### AIM OF THE TASK
Check every line below for the string "RowOffsets". Copy the ones that have it.

[Opening MATERIAL FOR THIS TASK section]

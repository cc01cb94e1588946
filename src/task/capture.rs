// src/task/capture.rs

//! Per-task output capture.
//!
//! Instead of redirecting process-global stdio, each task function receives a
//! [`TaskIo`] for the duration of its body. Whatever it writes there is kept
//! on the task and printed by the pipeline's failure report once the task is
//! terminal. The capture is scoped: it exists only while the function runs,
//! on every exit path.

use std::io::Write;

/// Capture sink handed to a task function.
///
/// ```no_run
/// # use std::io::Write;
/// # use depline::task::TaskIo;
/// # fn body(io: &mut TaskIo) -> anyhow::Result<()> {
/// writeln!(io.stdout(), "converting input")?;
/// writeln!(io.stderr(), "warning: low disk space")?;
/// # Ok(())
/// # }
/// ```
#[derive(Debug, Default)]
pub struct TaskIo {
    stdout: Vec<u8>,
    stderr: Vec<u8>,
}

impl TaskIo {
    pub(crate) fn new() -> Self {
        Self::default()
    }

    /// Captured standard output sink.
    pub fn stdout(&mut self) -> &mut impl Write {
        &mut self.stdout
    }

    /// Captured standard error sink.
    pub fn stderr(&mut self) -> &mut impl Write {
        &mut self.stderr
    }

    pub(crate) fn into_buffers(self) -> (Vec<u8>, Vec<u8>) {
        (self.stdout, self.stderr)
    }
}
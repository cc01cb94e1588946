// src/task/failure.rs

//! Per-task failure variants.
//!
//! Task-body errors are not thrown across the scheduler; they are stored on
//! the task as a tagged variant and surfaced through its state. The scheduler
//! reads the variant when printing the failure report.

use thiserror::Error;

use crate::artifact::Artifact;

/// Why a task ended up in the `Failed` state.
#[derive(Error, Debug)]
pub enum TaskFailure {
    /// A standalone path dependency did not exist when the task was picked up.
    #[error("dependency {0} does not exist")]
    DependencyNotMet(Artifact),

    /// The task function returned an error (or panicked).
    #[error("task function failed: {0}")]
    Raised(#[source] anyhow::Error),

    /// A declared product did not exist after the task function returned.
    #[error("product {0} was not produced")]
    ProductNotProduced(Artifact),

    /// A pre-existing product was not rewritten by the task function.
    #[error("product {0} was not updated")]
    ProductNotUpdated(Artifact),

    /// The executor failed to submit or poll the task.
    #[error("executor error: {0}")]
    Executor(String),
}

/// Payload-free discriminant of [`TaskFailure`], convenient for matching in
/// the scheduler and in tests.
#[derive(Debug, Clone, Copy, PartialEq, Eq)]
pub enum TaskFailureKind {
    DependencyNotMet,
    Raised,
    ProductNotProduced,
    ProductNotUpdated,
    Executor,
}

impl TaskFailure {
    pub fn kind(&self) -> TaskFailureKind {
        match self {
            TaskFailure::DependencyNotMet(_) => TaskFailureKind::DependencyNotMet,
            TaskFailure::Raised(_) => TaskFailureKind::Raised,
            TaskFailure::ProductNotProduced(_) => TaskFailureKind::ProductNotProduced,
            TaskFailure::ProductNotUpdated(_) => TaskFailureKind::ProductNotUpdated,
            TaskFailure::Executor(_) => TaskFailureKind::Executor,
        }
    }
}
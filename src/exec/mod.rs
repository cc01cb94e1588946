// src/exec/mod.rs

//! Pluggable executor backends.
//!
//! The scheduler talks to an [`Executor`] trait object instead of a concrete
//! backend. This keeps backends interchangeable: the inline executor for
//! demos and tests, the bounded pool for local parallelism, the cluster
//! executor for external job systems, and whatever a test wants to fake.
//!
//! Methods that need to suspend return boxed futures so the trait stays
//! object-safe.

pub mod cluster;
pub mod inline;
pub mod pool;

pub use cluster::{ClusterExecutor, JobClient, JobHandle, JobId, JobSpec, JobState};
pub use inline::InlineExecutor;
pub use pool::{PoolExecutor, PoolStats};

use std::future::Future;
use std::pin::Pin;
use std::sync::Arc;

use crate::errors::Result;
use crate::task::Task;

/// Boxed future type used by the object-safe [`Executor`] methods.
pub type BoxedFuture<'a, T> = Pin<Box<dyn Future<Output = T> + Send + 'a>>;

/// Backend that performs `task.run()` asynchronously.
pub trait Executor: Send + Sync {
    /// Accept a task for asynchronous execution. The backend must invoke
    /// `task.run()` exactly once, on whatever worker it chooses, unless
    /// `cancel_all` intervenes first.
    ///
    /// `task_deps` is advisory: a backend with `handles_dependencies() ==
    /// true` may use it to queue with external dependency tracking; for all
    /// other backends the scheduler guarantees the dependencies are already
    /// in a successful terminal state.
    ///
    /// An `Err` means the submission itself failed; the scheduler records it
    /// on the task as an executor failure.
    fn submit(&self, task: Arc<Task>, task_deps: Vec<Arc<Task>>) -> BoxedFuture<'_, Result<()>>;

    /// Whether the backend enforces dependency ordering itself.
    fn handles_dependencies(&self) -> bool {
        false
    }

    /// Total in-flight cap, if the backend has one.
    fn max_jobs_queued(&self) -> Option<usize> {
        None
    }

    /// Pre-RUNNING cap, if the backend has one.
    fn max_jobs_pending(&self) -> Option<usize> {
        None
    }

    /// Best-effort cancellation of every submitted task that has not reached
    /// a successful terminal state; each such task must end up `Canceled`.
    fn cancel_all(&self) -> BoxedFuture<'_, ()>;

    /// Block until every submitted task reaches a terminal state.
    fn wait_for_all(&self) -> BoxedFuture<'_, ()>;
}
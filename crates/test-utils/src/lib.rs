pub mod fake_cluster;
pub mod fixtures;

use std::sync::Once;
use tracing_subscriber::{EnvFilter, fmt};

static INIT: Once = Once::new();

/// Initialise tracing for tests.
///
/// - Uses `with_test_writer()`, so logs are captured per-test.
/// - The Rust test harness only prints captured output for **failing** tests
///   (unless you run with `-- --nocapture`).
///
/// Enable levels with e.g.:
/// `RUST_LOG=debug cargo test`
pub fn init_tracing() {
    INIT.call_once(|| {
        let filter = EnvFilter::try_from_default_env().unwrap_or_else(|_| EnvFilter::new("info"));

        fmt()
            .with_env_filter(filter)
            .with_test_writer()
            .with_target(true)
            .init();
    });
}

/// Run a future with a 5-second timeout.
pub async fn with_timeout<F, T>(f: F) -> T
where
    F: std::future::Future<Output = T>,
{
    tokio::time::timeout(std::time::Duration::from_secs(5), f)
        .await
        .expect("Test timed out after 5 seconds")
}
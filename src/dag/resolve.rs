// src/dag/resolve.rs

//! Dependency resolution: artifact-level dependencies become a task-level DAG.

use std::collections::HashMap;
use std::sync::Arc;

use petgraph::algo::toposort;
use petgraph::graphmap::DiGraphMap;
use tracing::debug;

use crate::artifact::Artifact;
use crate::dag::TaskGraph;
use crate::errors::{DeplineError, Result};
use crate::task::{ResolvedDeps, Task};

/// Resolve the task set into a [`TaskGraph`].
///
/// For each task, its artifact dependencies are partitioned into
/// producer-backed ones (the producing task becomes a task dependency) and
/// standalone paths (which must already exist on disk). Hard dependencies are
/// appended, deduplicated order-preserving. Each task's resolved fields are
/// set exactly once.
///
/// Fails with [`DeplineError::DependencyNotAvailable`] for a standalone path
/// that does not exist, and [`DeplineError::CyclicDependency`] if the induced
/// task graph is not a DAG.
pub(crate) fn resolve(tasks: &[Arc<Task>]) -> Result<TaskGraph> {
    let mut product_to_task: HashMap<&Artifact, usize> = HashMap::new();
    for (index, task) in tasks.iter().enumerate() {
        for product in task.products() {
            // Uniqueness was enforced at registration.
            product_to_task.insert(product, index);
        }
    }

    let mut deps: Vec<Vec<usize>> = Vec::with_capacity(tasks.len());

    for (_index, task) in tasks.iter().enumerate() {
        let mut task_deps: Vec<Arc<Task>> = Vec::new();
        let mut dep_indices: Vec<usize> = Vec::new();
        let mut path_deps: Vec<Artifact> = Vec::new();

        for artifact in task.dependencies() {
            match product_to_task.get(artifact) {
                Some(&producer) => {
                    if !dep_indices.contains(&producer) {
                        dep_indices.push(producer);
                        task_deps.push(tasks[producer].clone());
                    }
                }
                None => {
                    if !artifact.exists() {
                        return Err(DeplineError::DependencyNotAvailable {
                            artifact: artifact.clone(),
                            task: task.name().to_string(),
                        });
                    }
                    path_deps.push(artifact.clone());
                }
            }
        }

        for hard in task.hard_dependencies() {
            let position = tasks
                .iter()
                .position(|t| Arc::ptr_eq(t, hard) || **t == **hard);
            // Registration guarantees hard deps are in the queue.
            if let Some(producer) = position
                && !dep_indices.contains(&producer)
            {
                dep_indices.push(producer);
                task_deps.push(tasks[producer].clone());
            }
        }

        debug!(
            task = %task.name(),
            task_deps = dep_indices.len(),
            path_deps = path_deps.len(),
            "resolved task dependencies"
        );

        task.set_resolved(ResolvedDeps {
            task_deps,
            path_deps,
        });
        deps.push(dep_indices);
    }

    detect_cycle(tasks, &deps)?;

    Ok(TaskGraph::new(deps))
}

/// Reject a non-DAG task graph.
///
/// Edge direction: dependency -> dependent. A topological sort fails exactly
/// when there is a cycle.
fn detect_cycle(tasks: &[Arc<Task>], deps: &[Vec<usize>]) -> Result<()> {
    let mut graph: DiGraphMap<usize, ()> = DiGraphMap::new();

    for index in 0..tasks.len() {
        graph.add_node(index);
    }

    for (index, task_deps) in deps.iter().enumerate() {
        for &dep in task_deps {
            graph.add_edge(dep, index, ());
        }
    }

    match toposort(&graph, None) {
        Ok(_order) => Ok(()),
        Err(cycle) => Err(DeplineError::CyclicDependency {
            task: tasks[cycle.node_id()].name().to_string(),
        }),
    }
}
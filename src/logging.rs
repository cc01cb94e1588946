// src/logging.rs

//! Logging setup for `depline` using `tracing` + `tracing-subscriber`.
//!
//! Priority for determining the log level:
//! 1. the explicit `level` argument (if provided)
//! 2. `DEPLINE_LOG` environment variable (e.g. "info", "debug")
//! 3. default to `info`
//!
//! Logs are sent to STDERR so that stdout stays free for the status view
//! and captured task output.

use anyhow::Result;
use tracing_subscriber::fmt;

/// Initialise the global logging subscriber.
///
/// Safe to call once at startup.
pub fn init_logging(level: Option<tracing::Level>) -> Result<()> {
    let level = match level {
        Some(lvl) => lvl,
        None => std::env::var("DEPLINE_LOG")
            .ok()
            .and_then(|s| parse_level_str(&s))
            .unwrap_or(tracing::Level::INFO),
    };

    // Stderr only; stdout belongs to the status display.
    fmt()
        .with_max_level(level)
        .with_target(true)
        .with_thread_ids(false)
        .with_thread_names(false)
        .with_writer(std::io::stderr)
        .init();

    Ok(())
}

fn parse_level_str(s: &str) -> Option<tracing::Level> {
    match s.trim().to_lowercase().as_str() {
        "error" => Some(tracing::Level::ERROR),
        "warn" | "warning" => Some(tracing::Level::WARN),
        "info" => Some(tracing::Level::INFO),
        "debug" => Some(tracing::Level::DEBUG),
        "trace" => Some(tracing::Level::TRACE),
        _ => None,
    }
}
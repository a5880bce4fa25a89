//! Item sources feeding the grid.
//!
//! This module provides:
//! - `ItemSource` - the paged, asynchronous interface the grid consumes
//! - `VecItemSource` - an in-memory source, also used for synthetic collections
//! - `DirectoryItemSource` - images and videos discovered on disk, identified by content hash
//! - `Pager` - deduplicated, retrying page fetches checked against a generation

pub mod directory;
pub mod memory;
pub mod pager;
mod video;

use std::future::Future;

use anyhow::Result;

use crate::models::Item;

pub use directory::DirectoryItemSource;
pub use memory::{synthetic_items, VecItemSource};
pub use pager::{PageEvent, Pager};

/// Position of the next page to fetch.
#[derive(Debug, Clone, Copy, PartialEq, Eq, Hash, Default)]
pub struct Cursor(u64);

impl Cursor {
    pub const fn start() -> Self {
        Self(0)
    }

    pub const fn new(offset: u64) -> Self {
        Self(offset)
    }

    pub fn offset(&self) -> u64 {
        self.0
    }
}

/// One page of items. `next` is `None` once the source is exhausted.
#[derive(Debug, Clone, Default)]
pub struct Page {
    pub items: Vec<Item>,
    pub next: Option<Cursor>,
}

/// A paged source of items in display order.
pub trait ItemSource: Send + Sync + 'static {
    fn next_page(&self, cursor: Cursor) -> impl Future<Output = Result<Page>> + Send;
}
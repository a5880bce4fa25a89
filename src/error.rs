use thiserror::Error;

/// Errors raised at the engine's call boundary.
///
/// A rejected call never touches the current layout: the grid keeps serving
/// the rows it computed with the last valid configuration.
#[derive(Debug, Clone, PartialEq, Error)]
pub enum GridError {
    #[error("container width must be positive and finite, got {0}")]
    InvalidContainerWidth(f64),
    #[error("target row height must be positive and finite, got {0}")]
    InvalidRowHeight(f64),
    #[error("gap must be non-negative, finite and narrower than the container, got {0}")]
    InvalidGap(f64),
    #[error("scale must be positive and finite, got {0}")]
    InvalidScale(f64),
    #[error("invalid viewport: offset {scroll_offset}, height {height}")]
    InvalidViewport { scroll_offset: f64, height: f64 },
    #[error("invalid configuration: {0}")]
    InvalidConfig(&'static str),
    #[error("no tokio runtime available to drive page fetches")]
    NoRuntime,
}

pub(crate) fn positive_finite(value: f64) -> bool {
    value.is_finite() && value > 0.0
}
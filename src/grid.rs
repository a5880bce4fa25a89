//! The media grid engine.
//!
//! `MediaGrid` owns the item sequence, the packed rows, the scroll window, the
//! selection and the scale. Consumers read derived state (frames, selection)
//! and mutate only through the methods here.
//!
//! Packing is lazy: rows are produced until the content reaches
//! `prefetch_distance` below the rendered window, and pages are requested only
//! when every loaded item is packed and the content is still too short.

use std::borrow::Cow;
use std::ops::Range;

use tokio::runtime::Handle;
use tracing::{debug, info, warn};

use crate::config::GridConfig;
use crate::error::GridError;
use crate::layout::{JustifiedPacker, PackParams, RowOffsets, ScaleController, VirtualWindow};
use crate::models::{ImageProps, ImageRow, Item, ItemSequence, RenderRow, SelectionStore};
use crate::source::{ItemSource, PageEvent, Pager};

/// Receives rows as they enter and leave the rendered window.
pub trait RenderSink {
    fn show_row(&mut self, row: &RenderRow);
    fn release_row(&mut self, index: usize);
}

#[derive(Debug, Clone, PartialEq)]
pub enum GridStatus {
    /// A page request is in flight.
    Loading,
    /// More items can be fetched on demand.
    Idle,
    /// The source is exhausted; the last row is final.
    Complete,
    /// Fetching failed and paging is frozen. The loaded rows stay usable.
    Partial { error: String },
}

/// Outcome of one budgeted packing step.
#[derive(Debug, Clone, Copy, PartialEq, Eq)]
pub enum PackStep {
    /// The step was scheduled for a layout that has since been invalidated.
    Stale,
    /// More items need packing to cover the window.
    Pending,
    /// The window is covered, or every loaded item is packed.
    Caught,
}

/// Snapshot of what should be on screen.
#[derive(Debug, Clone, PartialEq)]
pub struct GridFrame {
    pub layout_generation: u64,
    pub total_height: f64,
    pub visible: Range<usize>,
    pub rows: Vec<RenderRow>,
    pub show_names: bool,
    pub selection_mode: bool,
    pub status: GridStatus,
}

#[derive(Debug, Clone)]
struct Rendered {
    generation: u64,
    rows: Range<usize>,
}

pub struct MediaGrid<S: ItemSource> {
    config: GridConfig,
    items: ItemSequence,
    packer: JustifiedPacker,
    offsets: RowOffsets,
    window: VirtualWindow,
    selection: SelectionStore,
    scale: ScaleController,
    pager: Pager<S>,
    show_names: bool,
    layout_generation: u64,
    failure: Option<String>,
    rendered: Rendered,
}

[Closing MATERIAL FOR THIS TASK section]

### TASK SOLUTION
use crate::layout::{JustifiedPacker, PackParams, RowOffsets, ScaleController, VirtualWindow};
    offsets: RowOffsets,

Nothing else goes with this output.